Bagian 1

944 29 1
                                    

Seorang laki-laki membawa bunga mawar putih ke pemakaman tempat peristirahatan ibunya. Setiap Hari ia selalu membawa bunga dan menceritakan keluh kesahnya.

"Bunda..hari ini Arkana bawa bunga lebih untukmu, hari ini Arkan mau izin sama bunda untuk ikut dalam dunia Bisnis kakek winata. Hari ini Arka akan menggantikan kakek winata.
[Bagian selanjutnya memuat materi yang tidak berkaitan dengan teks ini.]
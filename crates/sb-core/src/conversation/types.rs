//! Conversation types

use chrono::{DateTime, Utc};
use serde::{Deserialize, Serialize};
use std::fmt;

use crate::sync::ContactRecord;

/// Position of a contact within the script
#[derive(Debug, Clone, Copy, PartialEq, Eq, Hash, Default, Serialize, Deserialize)]
#[serde(rename_all = "snake_case")]
pub enum Step {
    /// Never greeted, or reset after inactivity
    #[default]
    New,
    AwaitingTopic,
    AskName,
    BlossomOptions,
    TribeRules,
    /// Terminal; further messages get the generic fallback
    Complete,
}

impl Step {
    pub fn as_str(&self) -> &'static str {
        match self {
            Step::New => "new",
            Step::AwaitingTopic => "awaiting_topic",
            Step::AskName => "ask_name",
            Step::BlossomOptions => "blossom_options",
            Step::TribeRules => "tribe_rules",
            Step::Complete => "complete",
        }
    }
}

impl fmt::Display for Step {
    fn fmt(&self, f: &mut fmt::Formatter<'_>) -> fmt::Result {
        f.write_str(self.as_str())
    }
}

/// Topic picked from the welcome menu
#[derive(Debug, Clone, Copy, PartialEq, Eq, Hash, Serialize, Deserialize)]
#[serde(rename_all = "lowercase")]
pub enum Choice {
    Blossom,
    Tribe,
}

impl Choice {
    /// Detect a topic keyword in a normalized message
    ///
    /// `blossom` wins when both keywords are present.
    pub fn detect(message: &str) -> Option<Self> {
        if message.contains("blossom") {
            Some(Choice::Blossom)
        } else if message.contains("tribe") {
            Some(Choice::Tribe)
        } else {
            None
        }
    }
}

/// Key a conversation is stored under
#[derive(Debug, Clone, PartialEq, Eq, Hash)]
pub enum ContactKey {
    Phone(String),
    /// Callers that sent no phone; they all share one conversation
    Anonymous,
}

impl ContactKey {
    pub fn from_phone(phone: Option<&str>) -> Self {
        match phone {
            Some(phone) => ContactKey::Phone(phone.to_string()),
            None => ContactKey::Anonymous,
        }
    }

    pub fn phone(&self) -> Option<&str> {
        match self {
            ContactKey::Phone(phone) => Some(phone),
            ContactKey::Anonymous => None,
        }
    }

    pub fn is_anonymous(&self) -> bool {
        matches!(self, ContactKey::Anonymous)
    }
}

impl fmt::Display for ContactKey {
    fn fmt(&self, f: &mut fmt::Formatter<'_>) -> fmt::Result {
        match self {
            ContactKey::Phone(phone) => f.write_str(phone),
            ContactKey::Anonymous => f.write_str("<anonymous>"),
        }
    }
}

/// Per-contact conversation state
#[derive(Debug, Clone, Default, PartialEq, Eq, Serialize, Deserialize)]
pub struct ContactState {
    pub step: Step,
    /// Set once at topic selection
    pub choice: Option<Choice>,
    /// Set once at name capture
    pub name: Option<String>,
    pub last_message_at: Option<DateTime<Utc>>,
}

impl ContactState {
    /// Whether the previous message is older than `window`
    pub fn is_stale(&self, now: DateTime<Utc>, window: chrono::Duration) -> bool {
        self.last_message_at
            .is_some_and(|last| now.signed_duration_since(last) > window)
    }
}

/// Reply returned to the caller
#[derive(Debug, Clone, PartialEq, Eq)]
pub struct Reply {
    pub text: String,
    /// Set only when this reply ends the script
    pub complete: bool,
}

impl Reply {
    pub fn prompt(text: impl Into<String>) -> Self {
        Self {
            text: text.into(),
            complete: false,
        }
    }

    pub fn complete(text: impl Into<String>) -> Self {
        Self {
            text: text.into(),
            complete: true,
        }
    }
}

/// Outcome of applying one message to a contact's state
#[derive(Debug, Clone)]
pub struct Turn {
    pub reply: Reply,
    /// Step the contact is left in
    pub step: Step,
    /// Contact to push to the address book once the state is committed
    pub sync: Option<ContactRecord>,
}
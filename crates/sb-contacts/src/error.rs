//! Error types for sb-contacts

use thiserror::Error;

/// sb-contacts error type
#[derive(Error, Debug)]
pub enum ContactsError {
    #[error("Configuration error: {0}")]
    Configuration(String),

    #[error("Credentials error: {0}")]
    Credentials(String),

    #[error("Authentication error: {0}")]
    Authentication(String),

    #[error("Connection error: {0}")]
    Connection(String),

    #[error("People API error: {0}")]
    Api(String),

    #[error("Parse error: {0}")]
    ParseError(String),
}

/// Result type alias
pub type Result<T> = std::result::Result<T, ContactsError>;
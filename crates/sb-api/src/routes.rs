//! Route definitions
//!
//! Defines all HTTP API endpoints.

use axum::{
    routing::{get, post},
    Router,
};

use crate::handlers::{health, reply};
use crate::server::AppState;

/// Create the API router
pub fn routes() -> Router<AppState> {
    Router::new()
        // Health check
        .route("/health", get(health))
        // Conversation endpoint
        .route("/reply", post(reply))
}
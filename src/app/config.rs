use crate::app::error::{SearchError, SearchResult};
use crate::app::matcher::{fold_accents, normalize_extension};
use crate::app::models::{
    ExtensionFilter, OutputTarget, Query, RawSearchArgs, Scope, SearchConfig,
};
use crate::app::scanner::resolve_root;
use regex::RegexBuilder;
use serde::{Deserialize, Serialize};
use std::collections::HashSet;
use std::fs;
use std::path::{Path, PathBuf};

pub const DEFAULT_IGNORE_FOLDERS: [&str; 6] = [
    "site-packages",
    ".git",
    "$RECYCLE.BIN",
    "node_modules",
    "__pycache__",
    ".vscode",
];

/// Persisted defaults shared by every search.
#[derive(Serialize, Deserialize, Debug, Clone, PartialEq, Eq)]
#[serde(default)]
pub struct Defaults {
    pub ignore_folders: Vec<String>,
    pub ignore_extensions: Vec<String>,
}

impl Default for Defaults {
    fn default() -> Self {
        Self {
            ignore_folders: DEFAULT_IGNORE_FOLDERS.iter().map(|s| s.to_string()).collect(),
            ignore_extensions: Vec::new(),
        }
    }
}

impl Defaults {
    /// Extensions with a single leading dot, lowercased.
    pub fn normalized_extensions(&self) -> HashSet<String> {
        self.ignore_extensions
            .iter()
            .filter(|e| !e.trim().is_empty())
            .map(|e| normalize_extension(e))
            .collect()
    }
}

/// Reads and writes the defaults file. Searches only ever read it.
#[derive(Debug, Clone)]
pub struct DefaultsStore {
    path: PathBuf,
}

impl DefaultsStore {
    pub fn new(path: impl Into<PathBuf>) -> Self {
        Self { path: path.into() }
    }

    /// `~/.config/findhelp/config.toml`
    pub fn user() -> SearchResult<Self> {
        let home = dirs::home_dir()
            .ok_or_else(|| SearchError::ConfigFile("Could not determine home directory".into()))?;
        Ok(Self::new(
            home.join(".config").join("findhelp").join("config.toml"),
        ))
    }

    pub fn path(&self) -> &Path {
        &self.path
    }

    /// Built-in defaults when the file does not exist yet.
    pub fn load(&self) -> SearchResult<Defaults> {
        if !self.path.exists() {
            return Ok(Defaults::default());
        }

        let content = fs::read_to_string(&self.path).map_err(|e| SearchError::io(&self.path, e))?;
        toml::from_str(&content).map_err(|e| {
            SearchError::ConfigFile(format!("Failed to parse {}: {}", self.path.display(), e))
        })
    }

    pub fn save(&self, defaults: &Defaults) -> SearchResult<()> {
        if let Some(parent) = self.path.parent() {
            fs::create_dir_all(parent).map_err(|e| SearchError::io(parent, e))?;
        }
        let content = toml::to_string_pretty(defaults)
            .map_err(|e| SearchError::ConfigFile(format!("Failed to serialize defaults: {}", e)))?;
        fs::write(&self.path, content).map_err(|e| SearchError::io(&self.path, e))
    }

    /// `None` (or an empty list) restores the built-in folder list.
    pub fn set_ignore_folders(&self, folders: Option<Vec<String>>) -> SearchResult<Defaults> {
        let mut defaults = self.load()?;
        defaults.ignore_folders = match folders {
            Some(list) if !list.is_empty() => list,
            _ => Defaults::default().ignore_folders,
        };
        self.save(&defaults)?;
        Ok(defaults)
    }

    /// `None` (or an empty list) clears the excluded extensions.
    pub fn set_ignore_extensions(&self, extensions: Option<Vec<String>>) -> SearchResult<Defaults> {
        let mut defaults = self.load()?;
        defaults.ignore_extensions = extensions.unwrap_or_default();
        self.save(&defaults)?;
        Ok(defaults)
    }
}

/// Validates raw parameters into a search and its output target.
///
/// `default_filename` is used when no output filename was given.
pub fn resolve_config(
    args: &RawSearchArgs,
    defaults: &Defaults,
    default_filename: &str,
) -> SearchResult<(SearchConfig, OutputTarget)> {
    let output_dir = args.output_path.clone().unwrap_or_else(|| PathBuf::from("."));
    if !output_dir.is_dir() {
        return Err(SearchError::OutputTarget(format!(
            "{} is not a valid directory",
            output_dir.display()
        )));
    }

    let filename = match args.output_filename.as_deref() {
        Some("") => {
            return Err(SearchError::OutputTarget(
                "Filename can't be empty if passed as argument".into(),
            ))
        }
        Some(name) => sanitize_filename(name),
        None => default_filename.to_string(),
    };

    if args.only_files && args.only_dirs {
        return Err(SearchError::InvalidConfiguration(
            "only files and only directories can't be combined".into(),
        ));
    }

    let query = args.query.clone().unwrap_or_default();
    let has_extensions = args.extensions.as_ref().is_some_and(|e| !e.is_empty());
    if query.is_empty() && !has_extensions && !args.only_dirs && !args.only_files {
        return Err(SearchError::InvalidConfiguration(
            "an empty search string requires only directories, only files or extensions".into(),
        ));
    }

    let root = resolve_root(args.path.as_deref().unwrap_or(Path::new(".")))?;

    let query = if args.ignore_accents {
        fold_accents(&query)
    } else {
        query
    };
    let query = if args.regex {
        Query::Pattern(
            RegexBuilder::new(&query)
                .case_insensitive(args.ignore_case)
                .build()?,
        )
    } else {
        Query::Literal(query)
    };

    let scope = if args.only_dirs {
        Scope::DirsOnly
    } else if args.only_files {
        Scope::FilesOnly
    } else {
        Scope::Both
    };

    let extension_filter = if scope == Scope::DirsOnly {
        None
    } else if has_extensions {
        let include = args
            .extensions
            .iter()
            .flatten()
            .map(|e| normalize_extension(e))
            .collect();
        Some(ExtensionFilter::Include(include))
    } else {
        let exclude = defaults.normalized_extensions();
        (!exclude.is_empty()).then_some(ExtensionFilter::Exclude(exclude))
    };

    let excluded_folder_names = if args.all {
        HashSet::new()
    } else {
        defaults.ignore_folders.iter().cloned().collect()
    };

    let config = SearchConfig {
        root,
        query,
        case_sensitive: !args.ignore_case,
        fold_accents: args.ignore_accents,
        scope,
        extension_filter,
        excluded_folder_names,
        path_separator: args.separator.unwrap_or('/'),
    };

    let target = OutputTarget {
        format: args.output,
        delimiter: args.delimiter.unwrap_or('\t'),
        dir: output_dir,
        filename,
    };

    Ok((config, target))
}

/// `args` with every default filled in from the resolved search and target.
pub fn resolved_args(
    args: &RawSearchArgs,
    config: &SearchConfig,
    target: &OutputTarget,
) -> RawSearchArgs {
    RawSearchArgs {
        path: Some(config.root.clone()),
        query: Some(args.query.clone().unwrap_or_default()),
        separator: Some(config.path_separator),
        delimiter: Some(target.delimiter),
        output_path: Some(target.dir.clone()),
        output_filename: Some(target.filename.clone()),
        ..args.clone()
    }
}

/// Keeps word characters, dots, parentheses, spaces and hyphens.
pub fn sanitize_filename(name: &str) -> String {
    name.chars()
        .filter(|c| c.is_alphanumeric() || matches!(c, '_' | '.' | '(' | ')' | ' ' | '-'))
        .collect()
}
Arka tahu bunda paling tidak suka jika  anak-anak bunda terjun ke dunia bisnis karena bunda takut kami tidak bisa membagi waktu. Sekali lagi Arka minta maaf. Bunda doakan Arka dari sana" ucap Arka dengan buliran air mata kerinduan akan sosok wanita yang melahirkannya.

*****

" Dari mana aja lho Ka? Untung pak Fandi gak jadi masuk" ucap Arian sahabatnya Arka

"Palingan dari tempat bunda Raya" celutuk wanita cantik yang tak lain adalah dinda anak sahabat bundanya

"Ka, sampai kapan lho gini terus, sudah tiga tahun sifat lho gini, lho gak kasihan sama Alif sama Om Farel? "Ucap Andra

Arka melongos pergi begitu saja, ia sudah kebal dengan ucapan para sahabatnya..

Arka lebih memilih untuk pulang ketimbang menghabiskan waktunya di kampus.

"Arka.! Panggil seorang laki-laki.

"Mas Genta" ucap Arka sembari memeluk Kakak Angkatnya. Genta sedari umur 6 tahun selalu di rawat bundanya hingga Arka menganggap Genta adalah kakaknya.

"Ada masalah lagi?" Tanya Genta

Arka menggeleng lemah. Genta menghembuskan napasnya. Ia sudah paham betul dengan Adiknya ini. " Seandainya bunda Raya masih ada mungkin situasinya tidak seperti ini " batin Genta

"Hm tumben Mas Genta kemari? Ada masalah dengan yayasan ini? " Tanya Arkana

"Hmm tidak, hanya kunjungan tiap bulan, oh ya Bunda Aliya menanyakan mu, katanya Rean kangen sama omnya. Gimana kalau kamu ikut mas ke rumah " ucap Genta

"Lain kali aja mas, soalnya malam ini aku harus mempersiapkan diri, you knowlah kakek gimana" ucap Arkana

"Kamu yakin mau menggantikan kakek winata? Jika kamu memang yakin menggantikan posisi Kakek winata kamu harus bisa bagi waktu kuliahmu dengan perusahaan" ucap Genta

"Iya mas, lagian sebentar lagi aku tamat. Kalau gitu Aku duluan mas" ucap Arka berlalu.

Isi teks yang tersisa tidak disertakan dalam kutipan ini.